Ho lavorato con molte insegnanti e sono pochissime quelle che hanno l’intuito giusto nei confronti del disegno, la maggior parte di loro è attratta solo dall’ordine, e da un segno che non sia troppo marcato. E’ dura dover insegnare un metodo nuovo senza inibire i bambini, lasciandoli liberi nella loro espressività, e confondere le idee alle maestre. Bisogna improvvisare i commenti giusti e guadagnare tempo. Quello necessario alla consegna dei primi lavori, che guardo e metto da parte per rivederli con loro prima della fine della lezione.
La lezione piacque a tutti, i lavori uno dopo l’altro raggiungevano la cattedra.
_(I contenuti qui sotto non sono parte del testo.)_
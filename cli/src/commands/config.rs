// Copyright (c) 2026 100monkeys.ai
// SPDX-License-Identifier: AGPL-3.0

//! Configuration management commands
//!
//! Commands: show, validate, generate

use anyhow::{Context, Result};
use clap::Subcommand;
use colored::Colorize;
use std::path::PathBuf;

use aegis_host_core::domain::config::HostAgentConfig;

#[derive(Subcommand)]
pub enum ConfigCommand {
    /// Show current configuration
    Show {
        /// Show config file paths checked
        #[arg(long)]
        paths: bool,
    },

    /// Validate configuration file
    Validate {
        /// Path to config file (default: discover)
        #[arg(value_name = "FILE")]
        file: Option<PathBuf>,
    },

    /// Generate a configuration file holding every default
    Generate {
        /// Output path
        #[arg(short, long, default_value = "./aegis-host.yaml")]
        output: PathBuf,
    },
}

pub async fn handle_command(
    command: ConfigCommand,
    config_override: Option<PathBuf>,
) -> Result<()> {
    match command {
        ConfigCommand::Show { paths } => show(config_override, paths).await,
        ConfigCommand::Validate { file } => validate(file.or(config_override)).await,
        ConfigCommand::Generate { output } => generate(output).await,
    }
}

async fn show(config_override: Option<PathBuf>, show_paths: bool) -> Result<()> {
    let config = HostAgentConfig::load_or_default(config_override.clone())
        .context("Failed to load configuration")?;

    if show_paths {
        println!("{}", "Configuration discovery paths:".bold());
        if let Some(path) = &config_override {
            println!("  1. --config flag: {}", path.display());
        } else {
            println!("  1. --config flag: {}", "(not set)".dimmed());
        }
        println!(
            "  2. AEGIS_HOST_CONFIG_PATH: {}",
            std::env::var("AEGIS_HOST_CONFIG_PATH")
                .unwrap_or_else(|_| "(not set)".to_string())
                .dimmed()
        );
        println!("  3. ./aegis-host.yaml");
        println!("  4. ~/.aegis/host.yaml");
        println!("  5. /etc/aegis/host.yaml");
        println!();
    }

    println!("{}", "Current configuration:".bold());
    println!();
    println!("  Node: {}", config.metadata.name);
    println!();

    let spec = &config.spec;
    println!("{}", "Desired State:".bold());
    println!("  Path: {}", spec.desired_state.path.display());
    println!("  Refresh interval: {:?}", spec.desired_state.refresh_interval);
    println!();

    println!("{}", "Fleet:".bold());
    println!("  Freeze timeout: {:?}", spec.fleet.freeze_timeout);
    println!("  Freeze warning after: {:?}", spec.fleet.freeze_warn_after);
    println!("  Node agent tick: {:?}", spec.fleet.tick_interval);
    println!(
        "  Metrics: first after {:?}, then every {:?}",
        spec.fleet.metrics_initial_delay, spec.fleet.metrics_interval
    );
    println!();

    println!("{}", "Firewall:".bold());
    println!(
        "  Network namespace: {}",
        spec.firewall.netns_template.as_deref().unwrap_or("(host)")
    );
    println!("  Command timeout: {:?}", spec.firewall.command_timeout);
    println!();

    println!("{}", "Observability:".bold());
    println!(
        "  Logging: {} ({})",
        spec.observability.logging.level, spec.observability.logging.format
    );
    if spec.observability.metrics.enabled {
        println!("  Metrics: {}", spec.observability.metrics.listen_address);
    } else {
        println!("  Metrics: {}", "disabled".dimmed());
    }

    Ok(())
}

async fn validate(config_path: Option<PathBuf>) -> Result<()> {
    println!("Validating configuration...");

    let config = HostAgentConfig::load_or_default(config_path)
        .context("Failed to load configuration")?;

    config
        .validate()
        .context("Configuration validation failed")?;

    println!("{}", "✓ Configuration is valid".green());

    Ok(())
}

async fn generate(output: PathBuf) -> Result<()> {
    let sample = HostAgentConfig::default()
        .to_yaml_string()
        .context("Failed to render default configuration")?;

    std::fs::write(&output, sample)
        .with_context(|| format!("Failed to write config to {:?}", output))?;

    println!(
        "{}",
        format!("✓ Configuration generated: {}", output.display()).green()
    );

    Ok(())
}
Belli, alcuni intensi, altri imprevedibili, altri tranquilli, esageratamente simpatici, coloratissimi, o appena accennati.
I gessetti colorati rendono. Sono un mezzo molto gratificante, efficace, veloce, rassicurante. Anche se ci si sporca, in un attimo tutto è subito risolto. L’uso della gomma pane aiuta a conferire l’effetto vaporoso e i bambini imparano in fretta. Le nuvole disegnate parlano del tempo, delle ore del giorno e della sera, della luce colorata del tramonto e dell’aurora, del buio della notte e dei temporali. Un buon lavoro. Ma non è una cosa straordinaria, a quella età la sicurezza di descrivere ciò che si conosce, o si ha appena imparato, o visto è intatta.
“Quando avevo l’età di questi bambini sapevo disegnare come Raffaello; mi ci è voluta tutta una vita per imparare a disegnare come loro.” Picasso.
Miriam Ravasio
Miriam Ravasio abita a Lecco, si occupa di educazione all’immagine nelle scuole; un lavoro a cui è arrivata “per caso”, dopo una vita dedicata alla moda e alla ricerca di immagini per abiti, tessuti e ricami. L’impatto con la scuola, e in particolare, con il frastuono pedagogico della didattica, è stato così forte e violento da indurla a scrivere.